Un privilegio a queste app che, visti i costi che gli operatori nazionali pagano per il leasing delle reti dallo stato e per la costruzione delle proprie infrastrutture, non sarebbe dovuto: nell’indagine relativa ai “Servizi di comunicazione elettronica”, l’AgCom dichiara che le app di messaggistica (WhatsApp, Telegram, Messenger e via discorrendo) dovrebbero pagare una sorta di pedaggio per l’uso dei beni altrui, in questo caso l’infrastruttura di rete mobile.
Un pedaggio che potrebbe rappresentare “l’obbligo di negoziare” con le società di telecomunicazioni seppur in modo equo, proporzionato e non discriminatorio.
Secondo l’AgCom questo non dovrebbe essere una “tassa” imposta dagli operatori delle tlc (cosa che, se i prezzi imposti fossero alti, potrebbe portare i titolari delle app stesse ad evitare invece il mercato italiano) ma un incentivo ad offrire ad esempio servizi aggiuntivi a pagamento per l’utente che richiedano l’accesso al proprio credito telefonico.
In altre parole, secondo l’AgCom i titolari delle app dovrebbero fare in modo che gli utenti spendano il loro credito utilizzandole, pagando così indirettamente – tramite i propri utenti – il “balzello” per l’utilizzo dell’infrastruttura di rete italiana.
L’AgCom, per avvalorare la sua tesi, spiega inoltre che le app in questione sono soltanto apparentemente gratuite poiché utilizzano i dati degli utenti per trarne guadagno e che non sono sottoposte alla legge italiana sulla Privacy: secondo il Garante, anche in questo caso alle app dovrebbe essere richiesto un “titolo abilitativo” per operare in Italia.
Infine, ma non di minore importanza, secondo l’AgCom tali app dovrebbero aprire un call center in italiano per accogliere le lamentele ed i suggerimenti degli utenti ed attivare le chiamate gratuite verso i numeri di emergenza.

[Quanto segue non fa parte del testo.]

use super::AppState;
use super::api::parse_body;
use crate::models::mcp::{
    JsonRpcRequest,
    JsonRpcResponse,
    ToolCallParams,
    INTERNAL_ERROR,
    INVALID_PARAMS,
    INVALID_REQUEST,
    METHOD_NOT_FOUND,
    PARSE_ERROR,
    PROTOCOL_VERSION,
};
use crate::tools::{ self, ToolRegistry };
use axum::{
    body::Bytes,
    extract::State,
    http::StatusCode,
    response::{ IntoResponse, Response },
    Json,
};
use log::{ debug, info };
use serde_json::{ json, Value as JsonValue };

pub async fn mcp_handler(State(state): State<AppState>, body: Bytes) -> Response {
    let payload = match parse_body(&body) {
        Ok(payload) => payload,
        Err(_) => {
            let resp = JsonRpcResponse::failure(JsonValue::Null, PARSE_ERROR, "Parse error");
            return Json(resp).into_response();
        }
    };

    match payload {
        JsonValue::Array(batch) => {
            if batch.is_empty() {
                let resp = JsonRpcResponse::failure(JsonValue::Null, INVALID_REQUEST, "Empty batch");
                return Json(resp).into_response();
            }
            let mut responses = Vec::with_capacity(batch.len());
            for item in batch {
                if let Some(resp) = dispatch(&state.registry, item).await {
                    responses.push(resp);
                }
            }
            if responses.is_empty() {
                StatusCode::ACCEPTED.into_response()
            } else {
                Json(responses).into_response()
            }
        }
        single =>
            match dispatch(&state.registry, single).await {
                Some(resp) => Json(resp).into_response(),
                None => StatusCode::ACCEPTED.into_response(),
            }
    }
}

/// Handles one JSON-RPC message. Notifications yield `None`.
async fn dispatch(registry: &ToolRegistry, message: JsonValue) -> Option<JsonRpcResponse> {
    let request: JsonRpcRequest = match serde_json::from_value(message) {
        Ok(request) => request,
        Err(e) => {
            return Some(JsonRpcResponse::failure(JsonValue::Null, INVALID_REQUEST, e.to_string()));
        }
    };
    let id = match request.id {
        Some(id) => id,
        None => {
            debug!("MCP notification: {}", request.method);
            return None;
        }
    };
    if request.jsonrpc.as_deref().map_or(false, |v| v != "2.0") {
        return Some(JsonRpcResponse::failure(id, INVALID_REQUEST, "Unsupported jsonrpc version"));
    }

    let response = match request.method.as_str() {
        "initialize" => {
            info!("MCP client initialized");
            JsonRpcResponse::success(
                id,
                json!({
                    "protocolVersion": PROTOCOL_VERSION,
                    "capabilities": { "tools": { "listChanged": false } },
                    "serverInfo": {
                        "name": env!("CARGO_PKG_NAME"),
                        "version": env!("CARGO_PKG_VERSION"),
                    }
                })
            )
        }
        "ping" => JsonRpcResponse::success(id, json!({})),
        "tools/list" => JsonRpcResponse::success(id, json!({ "tools": tools::descriptors() })),
        "tools/call" => {
            let params: ToolCallParams = match
                request.params.map(serde_json::from_value).transpose()
            {
                Ok(Some(params)) => params,
                Ok(None) => {
                    return Some(JsonRpcResponse::failure(id, INVALID_PARAMS, "Missing params"));
                }
                Err(e) => {
                    return Some(JsonRpcResponse::failure(id, INVALID_PARAMS, e.to_string()));
                }
            };
            let arguments = params.arguments.unwrap_or(JsonValue::Null);
            match registry.call(&params.name, arguments).await {
                Some(output) => {
                    debug!("MCP {} -> {}", params.name, output.summary);
                    match serde_json::to_value(output.into_tool_result()) {
                        Ok(result) => JsonRpcResponse::success(id, result),
                        Err(e) => JsonRpcResponse::failure(id, INTERNAL_ERROR, e.to_string()),
                    }
                }
                None =>
                    JsonRpcResponse::failure(id, INVALID_PARAMS, format!("Unknown tool: {}", params.name)),
            }
        }
        other => JsonRpcResponse::failure(id, METHOD_NOT_FOUND, format!("Method not found: {}", other)),
    };
    Some(response)
}
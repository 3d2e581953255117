use crate::error::ToolError;
use log::error;
use reqwest::{ Client as HttpClient, StatusCode };
use serde::Serialize;
use serde_json::Value as JsonValue;
use std::time::Duration;

pub fn http_client(timeout_secs: u64) -> Result<HttpClient, ToolError> {
    Ok(HttpClient::builder().timeout(Duration::from_secs(timeout_secs)).build()?)
}

fn error_text(body: &JsonValue, status: StatusCode) -> String {
    match body.get("error") {
        Some(JsonValue::String(s)) => s.clone(),
        Some(other) if !other.is_null() => other.to_string(),
        _ => format!("HTTP {}", status),
    }
}

/// POSTs `body` to a backend answering with an `{ok, ..., error?}` envelope.
/// Returns the whole JSON body on success.
pub async fn post_envelope<B: Serialize + ?Sized>(
    http: &HttpClient,
    url: &str,
    body: &B
) -> Result<JsonValue, ToolError> {
    let resp = http.post(url).json(body).send().await?;
    let status = resp.status();
    let text = resp.text().await?;
    let parsed: JsonValue = serde_json::from_str(&text).unwrap_or(JsonValue::Null);

    if status == StatusCode::NOT_FOUND {
        return Err(ToolError::NotFound(error_text(&parsed, status)));
    }
    let ok_flag = parsed.get("ok").and_then(JsonValue::as_bool).unwrap_or(true);
    if !status.is_success() || !ok_flag || parsed.is_null() {
        let msg = error_text(&parsed, status);
        error!("Backend call to {} failed: {}", url, msg);
        return Err(ToolError::Upstream(msg));
    }
    Ok(parsed)
}
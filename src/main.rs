use clap::Parser;
use dotenv::dotenv;
use edu_turns::cli::Args;
use std::error::Error;

#[tokio::main]
async fn main() -> Result<(), Box<dyn Error + Send + Sync>> {
    dotenv().ok();
    env_logger::Builder::from_env(env_logger::Env::default().default_filter_or("info")).init();
    let args = Args::parse();

    edu_turns::run(args).await
}
pub mod memory;
pub mod redis;

use crate::cli::Args;
use crate::error::CacheError;
use crate::models::{ RawValue, Turn };
use async_trait::async_trait;
use log::{ debug, info, warn };
use std::sync::Arc;

/// List-style key-value operations the turn cache needs from its backend.
///
/// `push_front` inserts values one after another at the head, so the last
/// value given ends up first.
#[async_trait]
pub trait CacheBackend: Send + Sync {
    async fn push_front(&self, key: &str, values: &[String]) -> Result<(), CacheError>;

    async fn range(
        &self,
        key: &str,
        start: isize,
        stop: isize
    ) -> Result<Vec<RawValue>, CacheError>;

    async fn trim(&self, key: &str, start: isize, stop: isize) -> Result<(), CacheError>;

    async fn delete(&self, key: &str) -> Result<(), CacheError>;

    async fn expire(&self, key: &str, seconds: u64) -> Result<(), CacheError>;

    /// Replace the whole list, keep `keep` head entries and reset the TTL.
    /// Backends with transactions should override this.
    async fn replace_list(
        &self,
        key: &str,
        values: &[String],
        keep: usize,
        ttl_secs: u64
    ) -> Result<(), CacheError> {
        self.delete(key).await?;
        if values.is_empty() {
            return Ok(());
        }
        self.push_front(key, values).await?;
        self.trim(key, 0, (keep as isize) - 1).await?;
        self.expire(key, ttl_secs).await
    }

    /// Push one value at the head, keep `keep` head entries and reset the TTL.
    async fn push_bounded(
        &self,
        key: &str,
        value: String,
        keep: usize,
        ttl_secs: u64
    ) -> Result<(), CacheError> {
        self.push_front(key, &[value]).await?;
        self.trim(key, 0, (keep as isize) - 1).await?;
        self.expire(key, ttl_secs).await
    }
}

/// Best-effort, TTL-bounded window of the most recent turns per conversation.
///
/// Windows are stored newest-first. Every failure is logged and degrades to
/// a miss or a no-op; nothing here is ever surfaced to a caller.
#[derive(Clone)]
pub struct TurnCache {
    backend: Option<Arc<dyn CacheBackend>>,
    key_prefix: String,
    window_size: usize,
    ttl_secs: u64,
}

impl TurnCache {
    pub fn new(
        backend: Option<Arc<dyn CacheBackend>>,
        key_prefix: impl Into<String>,
        window_size: usize,
        ttl_secs: u64
    ) -> Self {
        Self {
            backend,
            key_prefix: key_prefix.into(),
            window_size: window_size.max(1),
            ttl_secs: ttl_secs.max(1),
        }
    }

    pub fn disabled() -> Self {
        Self::new(None, "turns:", 1, 1)
    }

    pub fn is_enabled(&self) -> bool {
        self.backend.is_some()
    }

    fn key(&self, conversation_id: &str) -> String {
        format!("{}{}", self.key_prefix, conversation_id)
    }

    /// Up to `max_turns` cached turns, newest first. `None` when disabled,
    /// missing, empty or unreadable.
    pub async fn read(&self, conversation_id: &str, max_turns: usize) -> Option<Vec<Turn>> {
        let backend = self.backend.as_ref()?;
        if max_turns == 0 {
            return None;
        }
        let stop = (max_turns.min(self.window_size) as isize) - 1;
        let key = self.key(conversation_id);

        let raw = match backend.range(&key, 0, stop).await {
            Ok(raw) => raw,
            Err(e) => {
                warn!("Turn cache read failed for '{}': {}", conversation_id, e);
                return None;
            }
        };

        let mut turns = Vec::with_capacity(raw.len());
        for value in raw {
            match value.decode::<Turn>() {
                Ok(turn) => turns.push(turn),
                Err(e) => {
                    warn!("Skipping malformed cached turn for '{}': {}", conversation_id, e);
                }
            }
        }

        if turns.is_empty() {
            None
        } else {
            Some(turns)
        }
    }

    /// Overwrite the window with `turns`, newest `window_size` kept.
    pub async fn replace(&self, conversation_id: &str, turns: &[Turn]) {
        let Some(backend) = self.backend.as_ref() else {
            return;
        };
        if let Err(e) = self.try_replace(backend.as_ref(), conversation_id, turns).await {
            warn!("Turn cache replace failed for '{}': {}", conversation_id, e);
        }
    }

    async fn try_replace(
        &self,
        backend: &dyn CacheBackend,
        conversation_id: &str,
        turns: &[Turn]
    ) -> Result<(), CacheError> {
        let mut ordered = turns.to_vec();
        Turn::sort_newest_first(&mut ordered);
        ordered.truncate(self.window_size);

        // Pushed oldest first so the newest lands at the head.
        let values = ordered
            .iter()
            .rev()
            .map(serde_json::to_string)
            .collect::<Result<Vec<_>, _>>()?;

        backend.replace_list(&self.key(conversation_id), &values, self.window_size, self.ttl_secs).await?;
        debug!("Turn cache replaced '{}' with {} turns", conversation_id, values.len());
        Ok(())
    }

    /// Insert one confirmed turn at the newest position.
    pub async fn append(&self, conversation_id: &str, turn: &Turn) {
        let Some(backend) = self.backend.as_ref() else {
            return;
        };
        let result = match serde_json::to_string(turn) {
            Ok(value) =>
                backend.push_bounded(
                    &self.key(conversation_id),
                    value,
                    self.window_size,
                    self.ttl_secs
                ).await,
            Err(e) => Err(CacheError::from(e)),
        };
        if let Err(e) = result {
            warn!("Turn cache append failed for '{}': {}", conversation_id, e);
        }
    }

    /// Drop the window. Returns whether the cache acknowledged the delete.
    pub async fn clear(&self, conversation_id: &str) -> bool {
        let Some(backend) = self.backend.as_ref() else {
            return false;
        };
        match backend.delete(&self.key(conversation_id)).await {
            Ok(()) => {
                info!("Turn cache cleared for '{}'", conversation_id);
                true
            }
            Err(e) => {
                warn!("Turn cache clear failed for '{}': {}", conversation_id, e);
                false
            }
        }
    }
}

pub async fn init(args: &Args) -> TurnCache {
    match redis::RedisCacheBackend::init(args).await {
        Some(redis_backend) =>
            TurnCache::new(
                Some(Arc::new(redis_backend)),
                args.cache_key_prefix.clone(),
                args.window_size,
                args.session_ttl_seconds
            ),
        None => TurnCache::disabled(),
    }
}

#[cfg(test)]
mod tests {
    use super::*;
    use crate::cache::memory::MemoryCacheBackend;
    use crate::models::{ Role, Timestamp };
    use std::time::Duration;

    fn turn(id: &str, secs: i64) -> Turn {
        Turn {
            id: Some(id.to_string()),
            role: Role::User,
            content: format!("message {}", id),
            created_at: Some(Timestamp::new(secs, 0)),
        }
    }

    fn cache_with(window: usize, ttl: u64) -> (TurnCache, Arc<MemoryCacheBackend>) {
        let backend = Arc::new(MemoryCacheBackend::new());
        (TurnCache::new(Some(backend.clone()), "turns:", window, ttl), backend)
    }

    fn ids(turns: &[Turn]) -> Vec<String> {
        turns
            .iter()
            .map(|t| t.id.clone().unwrap())
            .collect()
    }

    #[tokio::test]
    async fn append_keeps_the_most_recent_window() {
        let (cache, _) = cache_with(3, 60);
        for i in 0..5 {
            cache.append("c1", &turn(&format!("m{}", i), i)).await;
        }
        let turns = cache.read("c1", 10).await.unwrap();
        assert_eq!(ids(&turns), vec!["m4", "m3", "m2"]);
    }

    #[tokio::test]
    async fn window_holds_all_entries_below_capacity() {
        let (cache, _) = cache_with(20, 60);
        for i in 0..4 {
            cache.append("c1", &turn(&format!("m{}", i), i)).await;
        }
        assert_eq!(cache.read("c1", 50).await.unwrap().len(), 4);
    }

    #[tokio::test]
    async fn replace_orders_newest_first_regardless_of_input() {
        let (cache, _) = cache_with(3, 60);
        let input = vec![turn("a", 2), turn("b", 9), turn("c", 5), turn("d", 1)];
        cache.replace("c1", &input).await;
        let turns = cache.read("c1", 10).await.unwrap();
        assert_eq!(ids(&turns), vec!["b", "c", "a"]);
    }

    #[tokio::test]
    async fn read_respects_max_turns() {
        let (cache, _) = cache_with(10, 60);
        cache.replace("c1", &[turn("a", 1), turn("b", 2), turn("c", 3)]).await;
        assert_eq!(ids(&cache.read("c1", 2).await.unwrap()), vec!["c", "b"]);
        assert!(cache.read("c1", 0).await.is_none());
    }

    #[tokio::test]
    async fn empty_or_missing_window_is_absent() {
        let (cache, _) = cache_with(10, 60);
        assert!(cache.read("nope", 5).await.is_none());
        cache.replace("c1", &[]).await;
        assert!(cache.read("c1", 5).await.is_none());
    }

    #[tokio::test]
    async fn malformed_entries_are_skipped() {
        let (cache, backend) = cache_with(10, 60);
        cache.append("c1", &turn("good", 1)).await;
        backend.push_front("turns:c1", &["{broken".to_string()]).await.unwrap();
        let turns = cache.read("c1", 10).await.unwrap();
        assert_eq!(ids(&turns), vec!["good"]);
    }

    #[tokio::test(start_paused = true)]
    async fn window_expires_after_ttl() {
        let (cache, _) = cache_with(10, 100);
        cache.append("c1", &turn("a", 1)).await;
        tokio::time::advance(Duration::from_secs(50)).await;
        assert!(cache.read("c1", 5).await.is_some());
        tokio::time::advance(Duration::from_secs(100)).await;
        assert!(cache.read("c1", 5).await.is_none());
    }

    #[tokio::test(start_paused = true)]
    async fn reads_do_not_refresh_ttl_but_writes_do() {
        let (cache, _) = cache_with(10, 100);
        cache.append("c1", &turn("a", 1)).await;
        tokio::time::advance(Duration::from_secs(80)).await;
        assert!(cache.read("c1", 5).await.is_some());
        tokio::time::advance(Duration::from_secs(30)).await;
        assert!(cache.read("c1", 5).await.is_none());

        cache.append("c2", &turn("a", 1)).await;
        tokio::time::advance(Duration::from_secs(80)).await;
        cache.append("c2", &turn("b", 2)).await;
        tokio::time::advance(Duration::from_secs(80)).await;
        assert_eq!(cache.read("c2", 5).await.unwrap().len(), 2);
    }

    #[tokio::test]
    async fn clear_removes_window() {
        let (cache, _) = cache_with(10, 60);
        cache.append("c1", &turn("a", 1)).await;
        assert!(cache.clear("c1").await);
        assert!(cache.read("c1", 5).await.is_none());
    }

    #[tokio::test]
    async fn disabled_cache_is_a_no_op() {
        let cache = TurnCache::disabled();
        cache.append("c1", &turn("a", 1)).await;
        cache.replace("c1", &[turn("b", 2)]).await;
        assert!(!cache.is_enabled());
        assert!(cache.read("c1", 5).await.is_none());
        assert!(!cache.clear("c1").await);
    }
}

In poche parole: l’AgCom ritiene che le app di IM/chiamate (WhatsApp, Messenger, Telegram e via discorrendo) danneggino gli operatori e la stessa Italia in termini monetari e che, di conseguenza, dovrebbero adeguarsi per pagare direttamente o indirettamente un balzello per l’utilizzo di una rete che non gli appartiene al fine di arginare i “danni” – l’abbandono delle chiamate e degli SMS – dovuti al successo dei propri servizi.
Inoltre dovrebbero aprire un call center e permettere le chiamate d’emergenza.
E, giusta o sbagliata che sia questa proposta – perché di proposta si tratta -, la domanda sorge spontanea: è giusto che l’Italia pretenda così tanto da questa tipologia di app? E, soprattutto, i titolari di tali app saranno ancora disposti a tali condizioni ad offrire i propri servizi in Italia?